You’re Missing The Point Behind PCA
Last Updated on January 6, 2023 by Editorial Team
Last Updated on August 21, 2022 by Editorial Team
Author(s): Nandini Tengli
Originally published on Towards AI the World’s Leading AI and Technology News and Media Company. If you are building an AI-related product or service, we invite you to consider becoming an AI sponsor. At Towards AI, we help scale AI and technology startups. Let us help you unleash your technology to the masses.
Just as with most things in computer science, understanding what PCA (Principal Component Analysis) is or why it works takes hours of digging and sifting through complicated documentation. When trying to learn about PCA, most resources that I came across glossed over how/why PCA actually worked and didn’t give me any intuition behind the algorithm’s motives.

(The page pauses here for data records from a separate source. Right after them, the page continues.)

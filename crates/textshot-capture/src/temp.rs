use std::fs;
use std::path::{Path, PathBuf};

/// Scoped temp file for one capture run.
///
/// Uses a fixed name in the platform temp dir and removes the file on drop.
/// Cleanup is best-effort; failures are logged and never surfaced.
pub struct TempCapture {
    path: PathBuf,
}

impl TempCapture {
    pub fn new(file_name: &str) -> Self {
        let path = std::env::temp_dir().join(file_name);
        // a stale file from an aborted run must not pass validation
        if path.exists() {
            let _ = fs::remove_file(&path);
        }
        Self { path }
    }

    pub fn path(&self) -> &Path {
        &self.path
    }
}

impl Drop for TempCapture {
    fn drop(&mut self) {
        if let Err(e) = fs::remove_file(&self.path)
            && self.path.exists()
        {
            tracing::debug!("failed to remove temp capture {:?}: {}", self.path, e);
        }
    }
}
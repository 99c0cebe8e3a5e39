use std::sync::Arc;

use kanal::{AsyncReceiver, AsyncSender};
use textshot_config::Config;
use textshot_types::AppEvent;
use tokio::sync::RwLock;

/// Collaborator surface for the viewer window.
///
/// Widget construction lives outside the core; this loop is the narrow
/// interface the coordinator talks to. It renders notifications and, in a
/// toolkit build, would forward button presses and resize events through
/// `ui_to_app_tx`.
pub async fn ui_loop(
    app_to_ui_rx: AsyncReceiver<AppEvent>,
    _ui_to_app_tx: AsyncSender<AppEvent>,
    config: Arc<RwLock<Config>>,
) -> anyhow::Result<()> {
    let (width, height) = {
        let config = config.read().await;
        (config.ui.initial_width, config.ui.initial_height)
    };
    tracing::info!("viewer surface ready ({width}x{height})");

    while let Ok(event) = app_to_ui_rx.recv().await {
        match event {
            AppEvent::SetBusy(busy) => {
                tracing::debug!("busy cursor {}", if busy { "on" } else { "off" });
            }
            AppEvent::HideWindow => tracing::debug!("window hidden for selection"),
            AppEvent::RestoreWindow => tracing::debug!("window restored"),
            AppEvent::ShowError(message) => tracing::error!("{message}"),
            AppEvent::ShowInfo(message) => tracing::info!("{message}"),
            AppEvent::Published {
                width,
                height,
                text,
            } => {
                tracing::info!("{width} x {height} px, {} chars extracted", text.chars().count());
            }
            AppEvent::EngineStatus { engine, state } => {
                tracing::info!("engine {engine}: {state}");
            }
            AppEvent::Close => break,
            // requests flow the other way
            _ => {}
        }
    }

    Ok(())
}
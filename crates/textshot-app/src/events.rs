use std::sync::Arc;

use kanal::{AsyncReceiver, AsyncSender};
use textshot_io::ClipboardSink;
use textshot_types::AppEvent;
use tokio_util::sync::CancellationToken;

use crate::pipeline::PipelineContext;
use crate::state::AppState;

pub mod capture;
pub mod open_file;
pub mod save_image;
pub mod switch_engine;

use capture::handle_capture;
use open_file::handle_open_file;
use save_image::handle_save_image;
use switch_engine::handle_engine_switch;

/// App's main loop: consumes requests from the interactive surface and
/// drives the capture/recognize pipeline
pub async fn event_loop(
    state: Arc<AppState>,
    ui_to_app_rx: AsyncReceiver<AppEvent>,
    app_to_ui_tx: AsyncSender<AppEvent>,
    clipboard: Arc<dyn ClipboardSink>,
    cancel: CancellationToken,
) -> anyhow::Result<()> {
    let ctx = PipelineContext {
        state,
        app_to_ui_tx,
        clipboard,
        cancel: cancel.clone(),
    };

    tracing::info!("event loop started, waiting for requests");
    loop {
        let event = tokio::select! {
            _ = cancel.cancelled() => break,
            event = ui_to_app_rx.recv() => event?,
        };

        tracing::debug!("handling {:?}", std::mem::discriminant(&event));
        if !handle_event(&ctx, event).await? {
            break;
        }
    }

    Ok(())
}

/// Returns false when the loop should stop
async fn handle_event(ctx: &PipelineContext, event: AppEvent) -> anyhow::Result<bool> {
    match event {
        AppEvent::CaptureRequested => {
            handle_capture(ctx).await?;
        }
        AppEvent::OpenFileRequested(path) => {
            handle_open_file(ctx, path).await?;
        }
        AppEvent::SaveImageRequested(path) => {
            handle_save_image(ctx, path).await?;
        }
        AppEvent::EngineSelected(engine) => {
            handle_engine_switch(ctx, engine).await?;
        }
        AppEvent::ViewportResized { width, height } => {
            ctx.state
                .viewer
                .lock()
                .await
                .on_viewport_resized(width, height);
        }
        AppEvent::Close => return Ok(false),
        // notifications flow the other way; the UI layer renders these
        AppEvent::SetBusy(_)
        | AppEvent::HideWindow
        | AppEvent::RestoreWindow
        | AppEvent::ShowError(_)
        | AppEvent::ShowInfo(_)
        | AppEvent::Published { .. }
        | AppEvent::EngineStatus { .. } => {}
    }

    Ok(true)
}
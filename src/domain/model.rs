use serde::{Deserialize, Serialize};

/// One question/answer pair, trimmed at load time.
#[derive(Debug, Clone, PartialEq, Eq, Serialize, Deserialize)]
pub struct Problem {
    pub question: String,
    pub answer: String,
}

impl Problem {
    pub fn new(question: &str, answer: &str) -> Self {
        Self {
            question: question.trim().to_string(),
            answer: answer.trim().to_string(),
        }
    }

    /// Exact comparison after trimming the submitted answer.
    pub fn is_correct(&self, submitted: &str) -> bool {
        submitted.trim() == self.answer
    }
}

#[derive(Debug, Clone, Copy, PartialEq, Eq)]
pub enum SessionEnd {
    Completed,
    TimedOut,
    InputClosed,
}

#[derive(Debug, Clone, Copy, PartialEq, Eq)]
pub struct QuizOutcome {
    pub correct: usize,
    pub total: usize,
    pub end: SessionEnd,
}

impl QuizOutcome {
    pub fn summary(&self) -> String {
        format!("You've got {} right out of {}.", self.correct, self.total)
    }
}

#[derive(Debug, Clone, PartialEq, Eq, Serialize, Deserialize)]
pub struct RouteRecord {
    pub path: String,
    pub url: String,
}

My goal with this article is to compile an easy-to-understand account of what PCA actually is and why it works. I will provide links to resources for any further study.
Hello! I am Nandini Tengli, a college junior majoring in Computer Science. This is my CS blog, where I try to document what I learn in the most non-jargony way possible. If you are like me and love digging deep to get a good understanding of things but end up spending hours just trying to decrypt documentation, then you are in the right place.
Links to all resources are at the bottom of the article!
What you need to be familiar with before trying to understand the math behind PCA:
- Linear Transformation
If you’ve never heard of these terms, then you should probably take a look at the resources at the bottom before reading this. If you have even a vague familiarity with what these terms mean, then you can start reading this article and revisit these topics as you need to!
Principal Component Analysis
Despite PCA being commonly known as a dimensionality reduction technique, this is not entirely accurate.
If there is one thing you take away from this article, it should be this: PCA is just a Linear transformation — a change of perspective if you will — of the data. The idea is to get a better understanding of the underlying patterns in your data by changing the perspective through which you view your data.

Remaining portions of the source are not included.